**Your task**
Only the lines from the start of the entries through the line with "false, exclude: Vec::new()" are wanted; please output them exactly.

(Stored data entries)

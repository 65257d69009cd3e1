//! Directory Walker
//!
//! Enumerates everything reachable under a root path and hands it out as
//! [`FileEntry`] records. The root is validated eagerly so that a missing or
//! locked directory fails before any entry is produced; the traversal itself
//! is lazy and driven by `walkdir`.
//!
//! Failures on individual entries (a subdirectory that cannot be listed, a
//! file removed mid-walk) are yielded as `Err` items and the walk continues.

use std::fs;
use std::path::{Path, PathBuf};

use fast_glob::glob_match;
use tracing::{debug, warn};
use walkdir::{DirEntry, FilterEntry, IntoIter, WalkDir};

use crate::error::WalkError;
use crate::types::{EntryKind, FileEntry};

type EntryFilter = Box<dyn FnMut(&DirEntry) -> bool>;

/// Builder and entry point for a directory traversal.
#[derive(Debug, Clone)]
pub struct Walker {
    root: PathBuf,
    max_depth: Option<usize>,
    follow_links: bool,
    sorted: bool,
    exclude: Vec<String>,
}

impl Walker {
    /// Creates a walker rooted at `root` with unlimited depth and no exclusions.
    pub fn new(root: impl Into<PathBuf>) -> Self {
        Self { root: root.into(), max_depth: None, follow_links: false, sorted: false, exclude: Vec::new() }
    }

    /// Limits recursion; `1` yields only the direct children of the root.
    #[must_use]
    pub fn max_depth(mut self, depth: usize) -> Self {
        self.max_depth = Some(depth);
        self
    }

    #[must_use]
    pub fn follow_links(mut self, yes: bool) -> Self {
        self.follow_links = yes;
        self
    }

    /// Yields entries sorted by file name within each directory.
    #[must_use]
    pub fn sorted(mut self, yes: bool) -> Self {
        self.sorted = yes;
        self
    }

    /// Skips entries whose relative path, or any component of it, matches one
    /// of the glob patterns. Excluded directories are not descended into.
    #[must_use]
    pub fn exclude<I, S>(mut self, patterns: I) -> Self
    where
        I: IntoIterator<Item = S>,
        S: Into<String>,
    {
        self.exclude.extend(patterns.into_iter().map(Into::into));
        self
    }

    #[inline]
    pub fn root(&self) -> &Path {
        &self.root
    }

    /// Checks that the root exists, is a directory, and can be listed and written.
    pub fn validate(&self) -> Result<(), WalkError> {
        let meta = fs::metadata(&self.root).map_err(|e| WalkError::from_io(&self.root, e))?;

        if !meta.is_dir() {
            return Err(WalkError::NotADirectory { path: self.root.clone() });
        }

        fs::read_dir(&self.root).map_err(|e| WalkError::from_io(&self.root, e))?;

        if is_read_only(&meta) {
            return Err(WalkError::PermissionDenied { path: self.root.clone() });
        }

        Ok(())
    }

    /// Validates the root and returns a lazy iterator over everything under it.
    pub fn walk(&self) -> Result<Entries, WalkError> {
        self.validate()?;

        debug!(root = %self.root.display(), max_depth = ?self.max_depth, excludes = self.exclude.len(), "starting walk");

        let mut walk = WalkDir::new(&self.root).min_depth(1).follow_links(self.follow_links);
        if let Some(depth) = self.max_depth {
            walk = walk.max_depth(depth);
        }
        if self.sorted {
            walk = walk.sort_by_file_name();
        }

        let root = self.root.clone();
        let patterns = self.exclude.clone();
        let filter: EntryFilter = Box::new(move |entry: &DirEntry| {
            if entry.depth() == 0 || patterns.is_empty() {
                return true;
            }
            let relative = entry.path().strip_prefix(&root).unwrap_or_else(|_| entry.path());
            !is_excluded(relative, &patterns)
        });

        Ok(Entries { inner: walk.into_iter().filter_entry(filter), root: self.root.clone() })
    }

    /// Like [`Walker::walk`], but yields only regular files.
    ///
    /// Symlinks whose target is a regular file count as files; symlinked
    /// directories are still not descended unless links are followed.
    pub fn files(&self) -> Result<impl Iterator<Item = Result<FileEntry, WalkError>>, WalkError> {
        Ok(self.walk()?.filter(|item| match item {
            Ok(entry) => entry.is_file() || (entry.kind() == EntryKind::Symlink && targets_file(entry.path())),
            Err(_) => true,
        }))
    }
}

fn targets_file(link: &Path) -> bool {
    fs::metadata(link).is_ok_and(|meta| meta.is_file())
}

// The Windows read-only attribute on a directory does not block creating
// files in it, and Explorer sets it on customised shell folders.
#[cfg(unix)]
fn is_read_only(meta: &fs::Metadata) -> bool {
    meta.permissions().readonly()
}

#[cfg(not(unix))]
fn is_read_only(_meta: &fs::Metadata) -> bool {
    false
}

/// Lazy sequence of entries under a validated root.
pub struct Entries {
    inner: FilterEntry<IntoIter, EntryFilter>,
    root: PathBuf,
}

impl Iterator for Entries {
    type Item = Result<FileEntry, WalkError>;

    fn next(&mut self) -> Option<Self::Item> {
        let entry = match self.inner.next()? {
            Ok(entry) => entry,
            Err(err) => {
                let err = WalkError::from(err);
                warn!(path = %err.path().display(), "{err}");
                return Some(Err(err));
            }
        };

        let relative = entry.path().strip_prefix(&self.root).map_or_else(|_| entry.path().to_path_buf(), Path::to_path_buf);
        let kind = EntryKind::from_file_type(entry.file_type());
        let depth = entry.depth();

        Some(Ok(FileEntry::new(entry.into_path(), relative, kind, depth)))
    }
}

/// Returns true when `relative` or any of its components matches a pattern.
pub fn is_excluded(relative: &Path, patterns: &[String]) -> bool {
    let path_str = relative.to_string_lossy().replace('\\', "/");

    patterns.iter().any(|pattern| glob_match(pattern.as_str(), path_str.as_str()) || relative.components().any(|comp| glob_match(pattern.as_str(), &*comp.as_os_str().to_string_lossy())))
}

**Expected output**
repository 65257d69009cd3e1
//! Directory Walker
//!
//! Enumerates everything reachable under a root path and hands it out as
//! [`FileEntry`] records. The root is validated eagerly so that a missing or
//! locked directory fails before any entry is produced; the traversal itself
//! is lazy and driven by `walkdir`.
//!
//! Failures on individual entries (a subdirectory that cannot be listed, a
//! file removed mid-walk) are yielded as `Err` items and the walk continues.

use std::fs;
use std::path::{Path, PathBuf};

use fast_glob::glob_match;
use tracing::{debug, warn};
use walkdir::{DirEntry, FilterEntry, IntoIter, WalkDir};

use crate::error::WalkError;
use crate::types::{EntryKind, FileEntry};

type EntryFilter = Box<dyn FnMut(&DirEntry) -> bool>;

/// Builder and entry point for a directory traversal.
#[derive(Debug, Clone)]
pub struct Walker {
    root: PathBuf,
    max_depth: Option<usize>,
    follow_links: bool,
    sorted: bool,
    exclude: Vec<String>,
}

impl Walker {
    /// Creates a walker rooted at `root` with unlimited depth and no exclusions.
    pub fn new(root: impl Into<PathBuf>) -> Self {
        Self { root: root.into(), max_depth: None, follow_links: false, sorted: false, exclude: Vec::new() }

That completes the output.